• _Required work_:
Among the entries below, please repeat exactly and only the lines from the line containing "read from stdin." to the line containing "use hickory_resolver::TokioAsyncResolver;", both lines included.

• _Data for analysis_:
//! Certificate-transparency feed parsing and SAN extraction.

use std::collections::BTreeSet;
use std::sync::LazyLock;

use regex::Regex;
use x509_parser::extensions::{GeneralName, ParsedExtension};
use x509_parser::pem::parse_x509_pem;

const SUMMARY_PATTERN: &str = r"(?s)<summary[^>]*>(.*?)</summary>";
const CERTIFICATE_PATTERN: &str =
    r"(?s)-----BEGIN CERTIFICATE-----(.+?)-----END CERTIFICATE-----";
const LINE_BREAK_PATTERN: &str = r"(?i)<br\s*/?>";

/// Compiles a constant feed pattern, panicking with the pattern text if it
/// is malformed.
fn compile_feed_regex(pattern: &str, context: &str) -> Regex {
    Regex::new(pattern).unwrap_or_else(|e| {
        panic!("Failed to compile regex pattern '{pattern}' in {context}: {e}")
    })
}

static SUMMARY_RE: LazyLock<Regex> =
    LazyLock::new(|| compile_feed_regex(SUMMARY_PATTERN, "SUMMARY_RE"));
static CERTIFICATE_RE: LazyLock<Regex> =
    LazyLock::new(|| compile_feed_regex(CERTIFICATE_PATTERN, "CERTIFICATE_RE"));
static LINE_BREAK_RE: LazyLock<Regex> =
    LazyLock::new(|| compile_feed_regex(LINE_BREAK_PATTERN, "LINE_BREAK_RE"));

/// Builds the feed URL for `hostname`.
///
/// A leading `*` becomes the SQL wildcard `%` before percent-encoding, so
/// `*.example.com` yields `{prefix}%25.example.com`.
pub fn rss_url_from_hostname(prefix: &str, hostname: &str) -> String {
    let query = match hostname.strip_prefix('*') {
        Some(rest) => format!("%{rest}"),
        None => hostname.to_string(),
    };
    format!("{prefix}{}", urlencoding::encode(&query))
}

/// Undoes the XML escaping of an Atom `<summary>` element.
fn unescape_xml(text: &str) -> String {
    let text = text
        .trim()
        .trim_start_matches("<![CDATA[")
        .trim_end_matches("]]>");
    text.replace("&lt;", "<")
        .replace("&gt;", ">")
        .replace("&quot;", "\"")
        .replace("&apos;", "'")
        .replace("&#39;", "'")
        .replace("&amp;", "&")
}

/// Extracts one PEM certificate per feed entry.
///
/// Entries whose summary carries no certificate block are skipped. HTML line
/// breaks inside the block become newlines.
pub fn certificates_from_feed(feed: &str) -> Vec<String> {
    SUMMARY_RE
        .captures_iter(feed)
        .filter_map(|caps| {
            let summary = unescape_xml(caps.get(1)?.as_str());
            let block = CERTIFICATE_RE.find(&summary)?.as_str();
            Some(LINE_BREAK_RE.replace_all(block, "\n").into_owned())
        })
        .collect()
}

/// Returns the DNS names from the SAN extension of a PEM certificate, or
/// `None` when the certificate cannot be parsed.
fn certificate_sans(pem_text: &str) -> Option<Vec<String>> {
    let (_, pem) = parse_x509_pem(pem_text.as_bytes()).ok()?;
    let cert = pem.parse_x509().ok()?;

    let mut sans = Vec::new();
    for ext in cert.extensions() {
        if let ParsedExtension::SubjectAlternativeName(san) = ext.parsed_extension() {
            for general_name in &san.general_names {
                // IP addresses and e-mail names are not host names
                if let GeneralName::DNSName(dns_name) = general_name {
                    sans.push(dns_name.to_string());
                }
            }
        }
    }
    Some(sans)
}

/// Collects the SAN host names of all certificates: lowercased,
/// deduplicated and sorted. Malformed certificates are skipped.
pub fn sans_from_certificates<S: AsRef<str>>(certificates: &[S]) -> Vec<String> {
    let mut hostnames = BTreeSet::new();
    for certificate in certificates {
        match certificate_sans(certificate.as_ref()) {
            Some(sans) => {
                hostnames.extend(sans.into_iter().map(|san| san.to_lowercase()));
            }
            None => log::debug!("Skipping malformed certificate"),
        }
    }
    hostnames.into_iter().collect()
}
//! Host name list input from files or stdin.

use std::path::Path;

use tokio::io::AsyncReadExt;

use crate::error_handling::DiscoveryError;

/// Splits text on whitespace and commas, dropping empty entries.
pub fn split_hostnames(text: &str) -> Vec<String> {
    text.split(|c: char| c.is_whitespace() || c == ',')
        .filter(|s| !s.is_empty())
        .map(str::to_string)
        .collect()
}

/// Reads a host name list from `path`, or from stdin when `path` is `-`.
pub async fn read_hostnames(path: &Path) -> Result<Vec<String>, DiscoveryError> {
    let display = path.display().to_string();
    let io_error = |source| DiscoveryError::Io {
        path: display.clone(),
        source,
    };

    let text = if path == Path::new("-") {
        let mut text = String::new();
        tokio::io::stdin()
            .read_to_string(&mut text)
            .await
            .map_err(io_error)?;
        text
    } else {
        tokio::fs::read_to_string(path).await.map_err(io_error)?
    };

    Ok(split_hostnames(&text))
}

/// Expands `-` in a list of CLI values into the whitespace/comma separated
/// entries read from stdin.
pub async fn expand_stdin_values(values: &[String]) -> Result<Vec<String>, DiscoveryError> {
    if values.len() == 1 && values[0] == "-" {
        read_hostnames(Path::new("-")).await
    } else {
        Ok(values
            .iter()
            .flat_map(|value| split_hostnames(value))
            .collect())
    }
}
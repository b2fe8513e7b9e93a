//! `hickory-resolver` backed implementation of the DNS capability.
//!
//! The main context wraps one shared resolver (its configuration is never
//! changed after construction). Every directed context builds a fresh
//! resolver pointed at a single nameserver address, so redirecting queries
//! for one check cannot leak into another check running concurrently.

use std::net::{IpAddr, Ipv4Addr, Ipv6Addr};
use std::time::Duration;

use async_trait::async_trait;
use hickory_resolver::config::{NameServerConfigGroup, ResolverConfig, ResolverOpts};
use hickory_resolver::error::{ResolveError, ResolveErrorKind};
use hickory_resolver::lookup::Lookup;
use hickory_resolver::proto::error::ProtoErrorKind;
use hickory_resolver::proto::op::ResponseCode;
use hickory_resolver::proto::rr::{RData, RecordType};
use hickory_resolver::TokioAsyncResolver;

use super::records::{to_fqdn, trim_root, DnsRecord, SoaRecord};
use super::{DnsContextFactory, DnsQuery};
use crate::config::DNS_PORT;
use crate::error_handling::DnsError;

/// Resolver options shared by the main and directed contexts.
pub(crate) fn resolver_opts(query_timeout: Duration, attempts: usize) -> ResolverOpts {
    let mut opts = ResolverOpts::default();
    opts.timeout = query_timeout;
    opts.attempts = attempts;
    // No search-domain appending; every query name is fully qualified anyway
    opts.ndots = 0;
    opts
}

/// Maps a response code carried by a "no records" answer onto the DNS taxonomy.
pub(crate) fn classify_response_code(code: ResponseCode) -> DnsError {
    match code {
        ResponseCode::NXDomain => DnsError::NxDomain,
        ResponseCode::NoError | ResponseCode::NXRRSet => DnsError::NoData,
        ResponseCode::ServFail => DnsError::ServFail,
        ResponseCode::Refused => DnsError::Refused,
        other => DnsError::Transport(format!("unexpected response code {other:?}")),
    }
}

/// Maps a hickory resolver error onto the DNS taxonomy.
///
/// Anything that is not an answer from a server (sockets, malformed
/// messages, no usable upstream) becomes `DnsError::Transport`.
pub(crate) fn classify_resolve_error(error: &ResolveError) -> DnsError {
    match error.kind() {
        ResolveErrorKind::NoRecordsFound { response_code, .. } => {
            classify_response_code(*response_code)
        }
        ResolveErrorKind::Timeout => DnsError::Timeout,
        ResolveErrorKind::Proto(proto) if matches!(proto.kind(), ProtoErrorKind::Timeout) => {
            DnsError::Timeout
        }
        _ => DnsError::Transport(error.to_string()),
    }
}

/// Builds resolver contexts backed by `hickory-resolver`.
#[derive(Clone)]
pub struct HickoryDnsFactory {
    main: TokioAsyncResolver,
    query_timeout: Duration,
    attempts: usize,
}

impl HickoryDnsFactory {
    /// Creates a factory whose main context uses `config`.
    pub fn new(config: ResolverConfig, query_timeout: Duration, attempts: usize) -> Self {
        let main = TokioAsyncResolver::tokio(config, resolver_opts(query_timeout, attempts));
        Self {
            main,
            query_timeout,
            attempts,
        }
    }
}

impl DnsContextFactory for HickoryDnsFactory {
    type Context = HickoryDnsContext;

    fn main_context(&self) -> HickoryDnsContext {
        HickoryDnsContext {
            resolver: self.main.clone(),
            query_timeout: self.query_timeout,
        }
    }

    fn directed_context(&self, nameserver: IpAddr) -> HickoryDnsContext {
        let group = NameServerConfigGroup::from_ips_clear(&[nameserver], DNS_PORT, true);
        let config = ResolverConfig::from_parts(None, vec![], group);
        let mut opts = resolver_opts(self.query_timeout, self.attempts);
        // Answers from one nameserver must not be mixed with cached answers
        opts.cache_size = 0;
        HickoryDnsContext {
            resolver: TokioAsyncResolver::tokio(config, opts),
            query_timeout: self.query_timeout,
        }
    }
}

/// One resolver context. Cheap to clone; clones share the same upstreams.
#[derive(Clone)]
pub struct HickoryDnsContext {
    resolver: TokioAsyncResolver,
    query_timeout: Duration,
}

impl HickoryDnsContext {
    async fn lookup(&self, name: &str, record_type: RecordType) -> Result<Lookup, DnsError> {
        let fqdn = to_fqdn(name);
        // Outer bound in case the resolver's own retries exceed the budget
        let budget = self.query_timeout.saturating_mul(2);
        match tokio::time::timeout(budget, self.resolver.lookup(fqdn.as_str(), record_type)).await
        {
            Ok(Ok(lookup)) => Ok(lookup),
            Ok(Err(e)) => {
                let classified = classify_resolve_error(&e);
                log::debug!("{record_type} lookup for {name} failed: {classified} ({e})");
                Err(classified)
            }
            Err(_) => {
                log::debug!("{record_type} lookup for {name} timed out");
                Err(DnsError::Timeout)
            }
        }
    }
}

fn convert_soa(soa: &hickory_resolver::proto::rr::rdata::SOA) -> SoaRecord {
    SoaRecord {
        mname: trim_root(&soa.mname().to_utf8()),
        rname: trim_root(&soa.rname().to_utf8()),
        serial: soa.serial(),
        refresh: soa.refresh(),
        retry: soa.retry(),
        expire: soa.expire(),
        minimum: soa.minimum(),
    }
}

fn convert_any(rdata: &RData) -> DnsRecord {
    match rdata {
        RData::A(a) => DnsRecord::A(a.0),
        RData::AAAA(aaaa) => DnsRecord::Aaaa(aaaa.0),
        RData::NS(ns) => DnsRecord::Ns(trim_root(&ns.to_utf8())),
        RData::CNAME(cname) => DnsRecord::Cname(trim_root(&cname.to_utf8())),
        RData::SOA(soa) => DnsRecord::Soa(convert_soa(soa)),
        RData::MX(mx) => DnsRecord::Mx(mx.preference(), trim_root(&mx.exchange().to_utf8())),
        RData::TXT(txt) => DnsRecord::Txt(
            txt.iter()
                .map(|bytes| String::from_utf8_lossy(bytes).to_string())
                .collect::<Vec<String>>()
                .join(""),
        ),
        other => DnsRecord::Other(other.record_type().to_string()),
    }
}

#[async_trait]
impl DnsQuery for HickoryDnsContext {
    async fn resolve_ns(&self, name: &str) -> Result<Vec<String>, DnsError> {
        let lookup = self.lookup(name, RecordType::NS).await?;
        Ok(lookup
            .iter()
            .filter_map(|rdata| match rdata {
                RData::NS(ns) => Some(trim_root(&ns.to_utf8())),
                _ => None,
            })
            .collect())
    }

    async fn resolve_soa(&self, name: &str) -> Result<SoaRecord, DnsError> {
        let lookup = self.lookup(name, RecordType::SOA).await?;
        lookup
            .iter()
            .find_map(|rdata| match rdata {
                RData::SOA(soa) => Some(convert_soa(soa)),
                _ => None,
            })
            .ok_or(DnsError::NoData)
    }

    async fn resolve_a(&self, name: &str) -> Result<Vec<Ipv4Addr>, DnsError> {
        let lookup = self.lookup(name, RecordType::A).await?;
        Ok(lookup
            .iter()
            .filter_map(|rdata| match rdata {
                RData::A(a) => Some(a.0),
                _ => None,
            })
            .collect())
    }

    async fn resolve_aaaa(&self, name: &str) -> Result<Vec<Ipv6Addr>, DnsError> {
        let lookup = self.lookup(name, RecordType::AAAA).await?;
        Ok(lookup
            .iter()
            .filter_map(|rdata| match rdata {
                RData::AAAA(aaaa) => Some(aaaa.0),
                _ => None,
            })
            .collect())
    }

    async fn resolve_cname(&self, name: &str) -> Result<Vec<String>, DnsError> {
        let lookup = self.lookup(name, RecordType::CNAME).await?;
        Ok(lookup
            .iter()
            .filter_map(|rdata| match rdata {
                RData::CNAME(cname) => Some(trim_root(&cname.to_utf8())),
                _ => None,
            })
            .collect())
    }

    async fn resolve_any(&self, name: &str) -> Result<Vec<DnsRecord>, DnsError> {
        let lookup = self.lookup(name, RecordType::ANY).await?;
        Ok(lookup.iter().map(convert_any).collect())
    }
}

• _Written reply_:
/// entries read from stdin.
pub async fn expand_stdin_values(values: &[String]) -> Result<Vec<String>, DiscoveryError> {
    if values.len() == 1 && values[0] == "-" {
        read_hostnames(Path::new("-")).await
    } else {
        Ok(values
            .iter()
            .flat_map(|value| split_hostnames(value))
            .collect())
    }
}
repository b2fe8513e7b9e93a
//! `hickory-resolver` backed implementation of the DNS capability.
//!
//! The main context wraps one shared resolver (its configuration is never
//! changed after construction). Every directed context builds a fresh
//! resolver pointed at a single nameserver address, so redirecting queries
//! for one check cannot leak into another check running concurrently.

use std::net::{IpAddr, Ipv4Addr, Ipv6Addr};
use std::time::Duration;

use async_trait::async_trait;
use hickory_resolver::config::{NameServerConfigGroup, ResolverConfig, ResolverOpts};
use hickory_resolver::error::{ResolveError, ResolveErrorKind};
use hickory_resolver::lookup::Lookup;
use hickory_resolver::proto::error::ProtoErrorKind;
use hickory_resolver::proto::op::ResponseCode;
use hickory_resolver::proto::rr::{RData, RecordType};
use hickory_resolver::TokioAsyncResolver;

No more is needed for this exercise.